Find the string "ResponseTemplate" in the records and copy each line where it occurs.

::: Exercise material

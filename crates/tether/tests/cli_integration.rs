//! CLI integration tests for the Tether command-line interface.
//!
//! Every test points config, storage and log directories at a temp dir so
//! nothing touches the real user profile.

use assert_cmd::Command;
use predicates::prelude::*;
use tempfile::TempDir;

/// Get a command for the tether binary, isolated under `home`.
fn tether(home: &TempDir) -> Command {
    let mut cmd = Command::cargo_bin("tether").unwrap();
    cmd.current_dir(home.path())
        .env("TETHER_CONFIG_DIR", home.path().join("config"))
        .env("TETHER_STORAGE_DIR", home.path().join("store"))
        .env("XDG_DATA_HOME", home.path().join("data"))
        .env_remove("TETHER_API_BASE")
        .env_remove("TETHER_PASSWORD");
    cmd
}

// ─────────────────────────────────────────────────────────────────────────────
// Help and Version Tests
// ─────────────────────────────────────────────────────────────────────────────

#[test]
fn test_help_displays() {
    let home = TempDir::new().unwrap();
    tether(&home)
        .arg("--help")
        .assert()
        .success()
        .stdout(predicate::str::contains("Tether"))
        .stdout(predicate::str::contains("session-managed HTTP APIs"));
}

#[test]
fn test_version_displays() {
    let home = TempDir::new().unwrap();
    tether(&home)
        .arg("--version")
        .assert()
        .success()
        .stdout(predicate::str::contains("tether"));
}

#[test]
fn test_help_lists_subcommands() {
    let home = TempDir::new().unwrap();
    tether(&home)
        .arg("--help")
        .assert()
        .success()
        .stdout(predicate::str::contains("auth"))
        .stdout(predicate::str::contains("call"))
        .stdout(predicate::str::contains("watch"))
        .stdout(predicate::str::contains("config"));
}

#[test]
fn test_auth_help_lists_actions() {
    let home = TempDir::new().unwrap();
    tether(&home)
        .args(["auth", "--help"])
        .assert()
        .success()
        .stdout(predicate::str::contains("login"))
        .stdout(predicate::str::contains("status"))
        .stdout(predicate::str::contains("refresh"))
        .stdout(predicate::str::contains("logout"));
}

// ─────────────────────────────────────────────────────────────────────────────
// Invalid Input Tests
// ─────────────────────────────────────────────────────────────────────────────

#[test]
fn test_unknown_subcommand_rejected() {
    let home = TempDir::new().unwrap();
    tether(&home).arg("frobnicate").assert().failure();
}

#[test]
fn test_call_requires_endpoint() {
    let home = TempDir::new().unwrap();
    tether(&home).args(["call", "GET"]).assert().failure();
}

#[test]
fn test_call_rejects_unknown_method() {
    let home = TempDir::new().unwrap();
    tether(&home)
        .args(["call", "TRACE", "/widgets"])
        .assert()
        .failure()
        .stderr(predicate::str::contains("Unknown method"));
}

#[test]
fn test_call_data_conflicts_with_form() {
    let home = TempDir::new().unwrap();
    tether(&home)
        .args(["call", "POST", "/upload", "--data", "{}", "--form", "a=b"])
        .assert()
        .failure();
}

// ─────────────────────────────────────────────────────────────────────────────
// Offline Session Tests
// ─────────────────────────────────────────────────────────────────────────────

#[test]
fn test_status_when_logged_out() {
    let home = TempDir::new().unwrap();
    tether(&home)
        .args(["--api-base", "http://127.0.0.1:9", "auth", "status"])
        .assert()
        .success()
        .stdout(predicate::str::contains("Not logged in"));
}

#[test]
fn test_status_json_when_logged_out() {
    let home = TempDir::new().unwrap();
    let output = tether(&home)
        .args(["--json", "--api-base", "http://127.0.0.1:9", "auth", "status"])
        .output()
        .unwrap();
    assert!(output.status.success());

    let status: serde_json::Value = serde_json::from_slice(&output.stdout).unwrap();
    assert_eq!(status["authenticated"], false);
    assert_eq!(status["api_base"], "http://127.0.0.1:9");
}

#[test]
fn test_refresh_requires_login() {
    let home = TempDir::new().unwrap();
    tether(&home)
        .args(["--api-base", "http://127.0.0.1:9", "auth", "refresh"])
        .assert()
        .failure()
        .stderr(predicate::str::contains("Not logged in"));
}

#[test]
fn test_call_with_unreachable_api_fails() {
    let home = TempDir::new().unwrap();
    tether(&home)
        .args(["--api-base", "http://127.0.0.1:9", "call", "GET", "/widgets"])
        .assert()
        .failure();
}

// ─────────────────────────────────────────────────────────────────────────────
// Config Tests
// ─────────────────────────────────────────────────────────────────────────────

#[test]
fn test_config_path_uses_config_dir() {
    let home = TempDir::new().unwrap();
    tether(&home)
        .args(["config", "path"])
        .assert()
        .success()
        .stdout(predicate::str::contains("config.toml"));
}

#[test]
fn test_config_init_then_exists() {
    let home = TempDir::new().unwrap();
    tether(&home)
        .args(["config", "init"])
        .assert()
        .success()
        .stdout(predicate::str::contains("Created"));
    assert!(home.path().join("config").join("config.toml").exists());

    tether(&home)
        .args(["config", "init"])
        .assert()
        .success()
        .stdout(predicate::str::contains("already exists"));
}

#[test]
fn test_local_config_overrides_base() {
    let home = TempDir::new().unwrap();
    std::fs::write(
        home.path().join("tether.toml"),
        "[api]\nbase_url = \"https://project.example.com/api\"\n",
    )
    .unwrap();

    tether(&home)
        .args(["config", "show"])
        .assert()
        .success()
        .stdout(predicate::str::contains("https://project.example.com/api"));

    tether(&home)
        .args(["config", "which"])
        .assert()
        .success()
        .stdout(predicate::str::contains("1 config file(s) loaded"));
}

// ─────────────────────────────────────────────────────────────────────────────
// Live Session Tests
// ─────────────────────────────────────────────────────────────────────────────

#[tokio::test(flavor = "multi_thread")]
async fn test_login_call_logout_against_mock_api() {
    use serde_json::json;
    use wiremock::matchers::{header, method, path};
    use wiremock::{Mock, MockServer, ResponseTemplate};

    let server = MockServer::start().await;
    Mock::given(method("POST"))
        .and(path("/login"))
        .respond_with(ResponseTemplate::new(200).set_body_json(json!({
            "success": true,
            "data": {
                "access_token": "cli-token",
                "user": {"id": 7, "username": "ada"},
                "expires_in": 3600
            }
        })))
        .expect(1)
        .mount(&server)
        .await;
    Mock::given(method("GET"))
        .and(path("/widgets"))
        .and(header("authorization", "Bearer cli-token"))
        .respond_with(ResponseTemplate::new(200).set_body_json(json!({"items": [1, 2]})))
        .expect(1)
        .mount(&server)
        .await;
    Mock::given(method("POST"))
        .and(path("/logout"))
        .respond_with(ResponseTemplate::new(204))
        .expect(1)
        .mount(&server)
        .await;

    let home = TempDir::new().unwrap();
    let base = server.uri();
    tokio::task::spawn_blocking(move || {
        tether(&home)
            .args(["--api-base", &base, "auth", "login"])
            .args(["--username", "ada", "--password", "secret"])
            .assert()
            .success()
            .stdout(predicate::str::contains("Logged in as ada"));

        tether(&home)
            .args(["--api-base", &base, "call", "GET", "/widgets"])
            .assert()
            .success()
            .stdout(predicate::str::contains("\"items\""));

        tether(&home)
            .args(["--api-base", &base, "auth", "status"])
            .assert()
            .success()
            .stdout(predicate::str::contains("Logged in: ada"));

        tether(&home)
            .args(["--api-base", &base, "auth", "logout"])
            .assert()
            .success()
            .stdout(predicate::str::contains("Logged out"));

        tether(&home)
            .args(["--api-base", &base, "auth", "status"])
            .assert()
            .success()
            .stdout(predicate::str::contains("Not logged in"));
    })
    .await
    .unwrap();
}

::::::

Solution
    use wiremock::{Mock, MockServer, ResponseTemplate};
        .respond_with(ResponseTemplate::new(200).set_body_json(json!({
        .respond_with(ResponseTemplate::new(200).set_body_json(json!({"items": [1, 2]})))
        .respond_with(ResponseTemplate::new(204))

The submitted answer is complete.